Stored data
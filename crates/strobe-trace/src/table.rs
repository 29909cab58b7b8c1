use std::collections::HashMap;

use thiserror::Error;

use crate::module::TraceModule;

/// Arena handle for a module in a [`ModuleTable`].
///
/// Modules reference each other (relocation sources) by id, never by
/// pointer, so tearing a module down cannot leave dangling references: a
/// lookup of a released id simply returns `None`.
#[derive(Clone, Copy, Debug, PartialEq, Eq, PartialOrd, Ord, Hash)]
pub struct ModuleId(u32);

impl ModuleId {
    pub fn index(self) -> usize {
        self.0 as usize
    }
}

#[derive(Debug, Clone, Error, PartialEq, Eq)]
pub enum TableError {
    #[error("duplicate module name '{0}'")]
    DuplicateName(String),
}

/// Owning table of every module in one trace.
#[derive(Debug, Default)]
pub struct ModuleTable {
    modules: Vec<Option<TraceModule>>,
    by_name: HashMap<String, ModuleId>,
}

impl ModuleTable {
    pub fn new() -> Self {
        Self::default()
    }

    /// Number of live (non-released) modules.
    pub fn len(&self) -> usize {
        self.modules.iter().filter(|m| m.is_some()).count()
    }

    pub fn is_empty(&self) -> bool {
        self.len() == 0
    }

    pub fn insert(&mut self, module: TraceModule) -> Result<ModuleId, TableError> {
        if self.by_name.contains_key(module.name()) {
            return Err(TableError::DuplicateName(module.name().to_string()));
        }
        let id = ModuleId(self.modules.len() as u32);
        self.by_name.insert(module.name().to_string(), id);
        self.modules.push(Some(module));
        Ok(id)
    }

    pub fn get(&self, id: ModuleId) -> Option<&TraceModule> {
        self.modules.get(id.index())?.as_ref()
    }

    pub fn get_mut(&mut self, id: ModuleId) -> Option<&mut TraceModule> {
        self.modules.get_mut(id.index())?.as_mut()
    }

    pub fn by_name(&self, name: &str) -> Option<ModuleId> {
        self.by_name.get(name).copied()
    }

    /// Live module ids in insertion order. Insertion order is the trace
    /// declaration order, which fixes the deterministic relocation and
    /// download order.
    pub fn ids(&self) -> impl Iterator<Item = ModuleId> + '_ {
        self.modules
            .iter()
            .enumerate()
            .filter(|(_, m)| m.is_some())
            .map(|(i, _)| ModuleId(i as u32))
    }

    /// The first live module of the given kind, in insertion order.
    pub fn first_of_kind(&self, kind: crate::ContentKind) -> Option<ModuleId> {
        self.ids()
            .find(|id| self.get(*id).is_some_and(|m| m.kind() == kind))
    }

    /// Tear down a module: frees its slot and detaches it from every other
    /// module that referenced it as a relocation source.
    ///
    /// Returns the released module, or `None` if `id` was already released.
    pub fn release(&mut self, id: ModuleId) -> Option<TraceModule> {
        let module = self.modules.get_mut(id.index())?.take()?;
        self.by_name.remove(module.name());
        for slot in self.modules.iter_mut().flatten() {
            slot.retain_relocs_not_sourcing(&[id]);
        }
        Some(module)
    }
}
--
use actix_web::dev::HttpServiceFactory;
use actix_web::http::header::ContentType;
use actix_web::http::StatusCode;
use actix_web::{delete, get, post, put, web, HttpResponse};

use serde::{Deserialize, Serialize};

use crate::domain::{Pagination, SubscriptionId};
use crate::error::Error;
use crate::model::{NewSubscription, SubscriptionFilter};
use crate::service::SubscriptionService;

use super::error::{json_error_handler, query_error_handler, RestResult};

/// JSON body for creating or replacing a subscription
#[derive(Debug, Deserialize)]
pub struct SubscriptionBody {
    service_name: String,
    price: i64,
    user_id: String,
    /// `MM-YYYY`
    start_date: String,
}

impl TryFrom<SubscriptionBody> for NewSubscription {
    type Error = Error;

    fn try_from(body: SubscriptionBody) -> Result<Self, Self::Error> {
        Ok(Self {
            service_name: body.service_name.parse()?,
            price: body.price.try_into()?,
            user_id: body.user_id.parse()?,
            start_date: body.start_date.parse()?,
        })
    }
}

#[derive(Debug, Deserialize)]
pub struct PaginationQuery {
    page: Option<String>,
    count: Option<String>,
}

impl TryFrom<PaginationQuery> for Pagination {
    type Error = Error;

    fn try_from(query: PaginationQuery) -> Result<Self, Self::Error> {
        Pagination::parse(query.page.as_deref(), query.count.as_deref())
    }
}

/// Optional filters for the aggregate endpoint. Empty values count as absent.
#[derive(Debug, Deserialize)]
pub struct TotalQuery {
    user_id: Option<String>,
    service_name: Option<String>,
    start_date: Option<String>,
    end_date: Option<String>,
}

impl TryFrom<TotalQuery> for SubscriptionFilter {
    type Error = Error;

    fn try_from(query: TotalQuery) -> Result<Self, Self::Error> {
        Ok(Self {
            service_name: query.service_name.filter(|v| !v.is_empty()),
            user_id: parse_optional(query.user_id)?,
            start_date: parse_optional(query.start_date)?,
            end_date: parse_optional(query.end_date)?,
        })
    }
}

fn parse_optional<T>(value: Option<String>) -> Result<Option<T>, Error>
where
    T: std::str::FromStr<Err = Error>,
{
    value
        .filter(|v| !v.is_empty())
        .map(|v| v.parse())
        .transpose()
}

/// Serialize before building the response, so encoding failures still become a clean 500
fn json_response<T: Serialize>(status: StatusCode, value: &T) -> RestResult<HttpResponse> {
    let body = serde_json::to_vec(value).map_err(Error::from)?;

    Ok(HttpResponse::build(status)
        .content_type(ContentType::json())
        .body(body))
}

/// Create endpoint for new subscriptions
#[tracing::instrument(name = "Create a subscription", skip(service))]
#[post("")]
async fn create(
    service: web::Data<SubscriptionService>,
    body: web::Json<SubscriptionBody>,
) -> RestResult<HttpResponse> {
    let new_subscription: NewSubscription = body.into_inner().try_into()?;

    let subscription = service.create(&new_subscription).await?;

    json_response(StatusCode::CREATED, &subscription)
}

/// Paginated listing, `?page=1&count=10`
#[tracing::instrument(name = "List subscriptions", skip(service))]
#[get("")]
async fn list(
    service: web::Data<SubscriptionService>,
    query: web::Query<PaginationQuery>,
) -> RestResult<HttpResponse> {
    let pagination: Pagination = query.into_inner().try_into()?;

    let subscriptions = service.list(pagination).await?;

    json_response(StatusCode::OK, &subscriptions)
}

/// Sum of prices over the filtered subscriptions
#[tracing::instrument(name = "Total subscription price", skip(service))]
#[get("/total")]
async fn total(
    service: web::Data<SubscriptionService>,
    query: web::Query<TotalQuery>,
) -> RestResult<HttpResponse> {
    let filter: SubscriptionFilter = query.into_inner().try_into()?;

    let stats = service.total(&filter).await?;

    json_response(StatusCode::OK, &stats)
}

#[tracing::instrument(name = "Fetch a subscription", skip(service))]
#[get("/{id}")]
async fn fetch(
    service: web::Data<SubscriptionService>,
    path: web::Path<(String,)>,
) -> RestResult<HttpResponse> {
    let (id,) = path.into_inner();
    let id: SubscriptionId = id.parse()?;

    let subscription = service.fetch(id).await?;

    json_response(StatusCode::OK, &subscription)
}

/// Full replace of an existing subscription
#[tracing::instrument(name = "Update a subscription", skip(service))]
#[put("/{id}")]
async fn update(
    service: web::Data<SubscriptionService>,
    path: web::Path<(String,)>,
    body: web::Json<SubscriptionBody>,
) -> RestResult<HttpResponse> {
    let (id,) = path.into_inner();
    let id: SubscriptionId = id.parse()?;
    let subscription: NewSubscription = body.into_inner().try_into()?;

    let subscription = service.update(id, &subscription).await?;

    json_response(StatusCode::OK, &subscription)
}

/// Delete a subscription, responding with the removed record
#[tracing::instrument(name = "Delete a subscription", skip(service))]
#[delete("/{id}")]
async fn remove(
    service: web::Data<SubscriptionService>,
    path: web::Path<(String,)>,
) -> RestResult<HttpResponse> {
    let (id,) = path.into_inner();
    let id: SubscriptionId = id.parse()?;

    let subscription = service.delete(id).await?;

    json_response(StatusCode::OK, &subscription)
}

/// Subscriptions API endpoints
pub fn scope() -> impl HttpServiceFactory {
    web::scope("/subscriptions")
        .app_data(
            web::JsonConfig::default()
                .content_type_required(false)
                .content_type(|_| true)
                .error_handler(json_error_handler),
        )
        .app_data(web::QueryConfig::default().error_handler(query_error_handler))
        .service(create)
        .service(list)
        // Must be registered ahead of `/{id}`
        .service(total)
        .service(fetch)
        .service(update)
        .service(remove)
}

» **WORK REQUEST**
Copy out the range of lines above starting at the line with "let new_subscription: NewSubscription" and ending at the line with "an existing subscription", exactly and including both.

» **YOUR RESPONSE**
    let new_subscription: NewSubscription = body.into_inner().try_into()?;

    let subscription = service.create(&new_subscription).await?;

    json_response(StatusCode::CREATED, &subscription)
}

/// Paginated listing, `?page=1&count=10`
#[tracing::instrument(name = "List subscriptions", skip(service))]
#[get("")]
async fn list(
    service: web::Data<SubscriptionService>,
    query: web::Query<PaginationQuery>,
) -> RestResult<HttpResponse> {
    let pagination: Pagination = query.into_inner().try_into()?;

    let subscriptions = service.list(pagination).await?;

    json_response(StatusCode::OK, &subscriptions)
}

/// Sum of prices over the filtered subscriptions
#[tracing::instrument(name = "Total subscription price", skip(service))]
#[get("/total")]
async fn total(
    service: web::Data<SubscriptionService>,
    query: web::Query<TotalQuery>,
) -> RestResult<HttpResponse> {
    let filter: SubscriptionFilter = query.into_inner().try_into()?;

    let stats = service.total(&filter).await?;

    json_response(StatusCode::OK, &stats)
}

#[tracing::instrument(name = "Fetch a subscription", skip(service))]
#[get("/{id}")]
async fn fetch(
    service: web::Data<SubscriptionService>,
    path: web::Path<(String,)>,
) -> RestResult<HttpResponse> {
    let (id,) = path.into_inner();
    let id: SubscriptionId = id.parse()?;

    let subscription = service.fetch(id).await?;

    json_response(StatusCode::OK, &subscription)
}

/// Full replace of an existing subscription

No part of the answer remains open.